** Data listing follows **

//! Unique names for new files: `stub (N).ext` with the lowest free `N`.
//!
//! Names are compared case-insensitively so the result is safe on FAT
//! formatted memory cards as well.

use std::collections::HashSet;

/// Second-level extensions kept together with the last one.
const DOUBLE_EXTENSION_STEMS: &[&str] = &["tar"];

/// Splits `name` into stub and extension (dot included). Dot-files have no
/// extension and `.tar.gz` style extensions stay in one piece.
pub fn split_extension(name: &str) -> (&str, &str) {
    let Some(dot) = name.rfind('.') else {
        return (name, "");
    };
    if dot == 0 || dot + 1 == name.len() {
        return (name, "");
    }
    let stub = &name[..dot];
    if let Some(inner) = stub.rfind('.') {
        if inner > 0 && DOUBLE_EXTENSION_STEMS.iter().any(|s| stub[inner + 1..].eq_ignore_ascii_case(s)) {
            return (&name[..inner], &name[inner..]);
        }
    }
    (stub, &name[dot..])
}

/// `"file (3)"` gives 3.
pub fn parse_autonaming_number(stub: &str) -> Option<u32> {
    let inner = stub.strip_suffix(')')?;
    let open = inner.rfind(" (")?;
    let digits = &inner[open + 2..];
    if digits.is_empty() || !digits.bytes().all(|b| b.is_ascii_digit()) {
        return None;
    }
    digits.parse().ok()
}

/// `"file (3)"` gives `"file"`; anything else is returned unchanged.
pub fn strip_autonaming(stub: &str) -> &str {
    if parse_autonaming_number(stub).is_none() {
        return stub;
    }
    match stub.rfind(" (") {
        Some(open) if open > 0 => &stub[..open],
        _ => stub,
    }
}

/// First of `stub+ext`, `stub (1)+ext`, `stub (2)+ext`, ... not in `existing`.
pub fn unique_name<'a>(existing: impl IntoIterator<Item = &'a str>, stub: &str, ext: &str) -> String {
    let taken: HashSet<String> = existing.into_iter().map(str::to_lowercase).collect();
    let plain = format!("{}{}", stub, ext);
    if !taken.contains(&plain.to_lowercase()) {
        return plain;
    }
    let mut n: u32 = 1;
    loop {
        let candidate = format!("{} ({}){}", stub, n, ext);
        if !taken.contains(&candidate.to_lowercase()) {
            return candidate;
        }
        n += 1;
    }
}

/// Free name derived from `name`, dropping any counter it already carries.
pub fn autoname<'a>(existing: impl IntoIterator<Item = &'a str>, name: &str) -> String {
    let (stub, ext) = split_extension(name);
    unique_name(existing, strip_autonaming(stub), ext)
}
//! Reactions to volume, bookmark and platform setting changes.

use log::{debug, info};

use crate::backend::BackendEvent;
use crate::error::{FsError, FsErrorKind, FsResult};
use crate::location::{device, LocationKind, LocationSignals};
use crate::model::arena::NodeId;
use crate::model::event::ModelEvent;
use crate::model::{FileSystemModel, TreeIter};

impl FileSystemModel {
    pub(crate) fn backend_event(&mut self, event: BackendEvent) {
        match event {
            BackendEvent::VolumesChanged => self.volumes_changed(),
            BackendEvent::BookmarksChanged => self.events.emit(ModelEvent::BookmarksChanged),
        }
    }

    /// Re-reads the volume list and lets every location react to it.
    pub(crate) fn volumes_changed(&mut self) {
        self.volumes = self.backend.list_volumes();
        let volumes = self.volumes.clone();
        debug!("FileSystemModel: {} volumes", volumes.len());

        for id in self.location_nodes() {
            let signals = match self.nodes.get_mut(id).and_then(|n| n.location.as_mut()) {
                Some(location) => location.volumes_changed(&volumes),
                None => continue,
            };
            self.apply_signals(id, signals);
        }

        let gone: Vec<NodeId> = self
            .location_nodes()
            .into_iter()
            .filter(|id| {
                self.nodes.get(*id).is_some_and(|n| {
                    n.location.as_ref().is_some_and(|l| {
                        !l.is_permanent() && matches!(l.kind(), LocationKind::Voldev { volume: None, .. })
                    })
                })
            })
            .collect();
        for id in gone {
            if self.nodes.contains(id) {
                info!("FileSystemModel: volume at {:?} went away", self.nodes.get(id).map(|n| n.path.clone()));
                self.kick_node(id);
            }
        }

        self.graft_new_volumes();
    }

    /// Adds a node under the root for each removable volume not yet shown.
    pub(crate) fn graft_new_volumes(&mut self) {
        let volumes = self.volumes.clone();
        for volume in volumes.iter().filter(|v| v.is_removable()) {
            let root = volume.get_activation_root();
            if self.find_node(&root).is_some() {
                continue;
            }
            info!("FileSystemModel: new volume {} at {}", volume.get_name(), root);
            let location = device::dynamic_voldev(root.clone(), volume, self.platform.clone());
            if let Some(id) = self.graft(root, location) {
                self.link_if_wanted(id);
            }
        }
    }

    /// Asks a special location to look at its contents again. Returns
    /// whether a new listing pass started.
    pub fn rescan_location(&mut self, iter: &TreeIter) -> FsResult<bool> {
        let id = self
            .resolve(iter)
            .ok_or_else(|| FsError::new(FsErrorKind::InvalidArg, "Stale iterator"))?;
        let node = self
            .nodes
            .get(id)
            .ok_or_else(|| FsError::new(FsErrorKind::InvalidArg, "Stale iterator"))?;
        let Some(location) = node.location.as_ref() else {
            return Err(FsError::new(
                FsErrorKind::NotSupported,
                format!("{} is not a special location", node.path),
            ));
        };
        let signals = location.rescan();
        let before = node.link.token();
        debug!("FileSystemModel: rescanning {} ({:?})", node.path, signals);
        self.apply_signals(id, signals);
        Ok(self.nodes.get(id).and_then(|n| n.link.token()) != before)
    }

    pub(crate) fn platform_changed(&mut self) {
        for id in self.location_nodes() {
            let signals = match self.nodes.get(id).and_then(|n| n.location.as_ref()) {
                Some(location) => location.connection_state_changed(),
                None => continue,
            };
            self.apply_signals(id, signals);
        }
    }

    fn location_nodes(&self) -> Vec<NodeId> {
        self.preorder(self.root)
            .into_iter()
            .filter(|id| self.nodes.get(*id).is_some_and(|n| n.location.is_some()))
            .collect()
    }

    fn apply_signals(&mut self, id: NodeId, signals: LocationSignals) {
        if signals.is_empty() || !self.nodes.contains(id) {
            return;
        }
        if signals.contains(LocationSignals::CONNECTION_STATE) {
            self.disconnect_device(id, None);
        } else if signals.contains(LocationSignals::CHANGED) {
            if let Some(node) = self.nodes.get_mut(id) {
                node.caches.invalidate();
            }
            self.emit_row_changed(id);
        }
        if signals.contains(LocationSignals::RESCAN) {
            let wanted = self.nodes.get(id).is_some_and(|n| {
                !n.is_loading() && n.access_granted() && n.location.as_ref().is_some_and(|l| l.is_available())
            });
            if wanted {
                self.link_node(id);
            }
        }
    }
}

** End of Data listing **

The problem: Lines of the listing above that include the string "clone" should each be copied.

Answer box:
        let volumes = self.volumes.clone();
                info!("FileSystemModel: volume at {:?} went away", self.nodes.get(id).map(|n| n.path.clone()));
        let volumes = self.volumes.clone();
            let location = device::dynamic_voldev(root.clone(), volume, self.platform.clone());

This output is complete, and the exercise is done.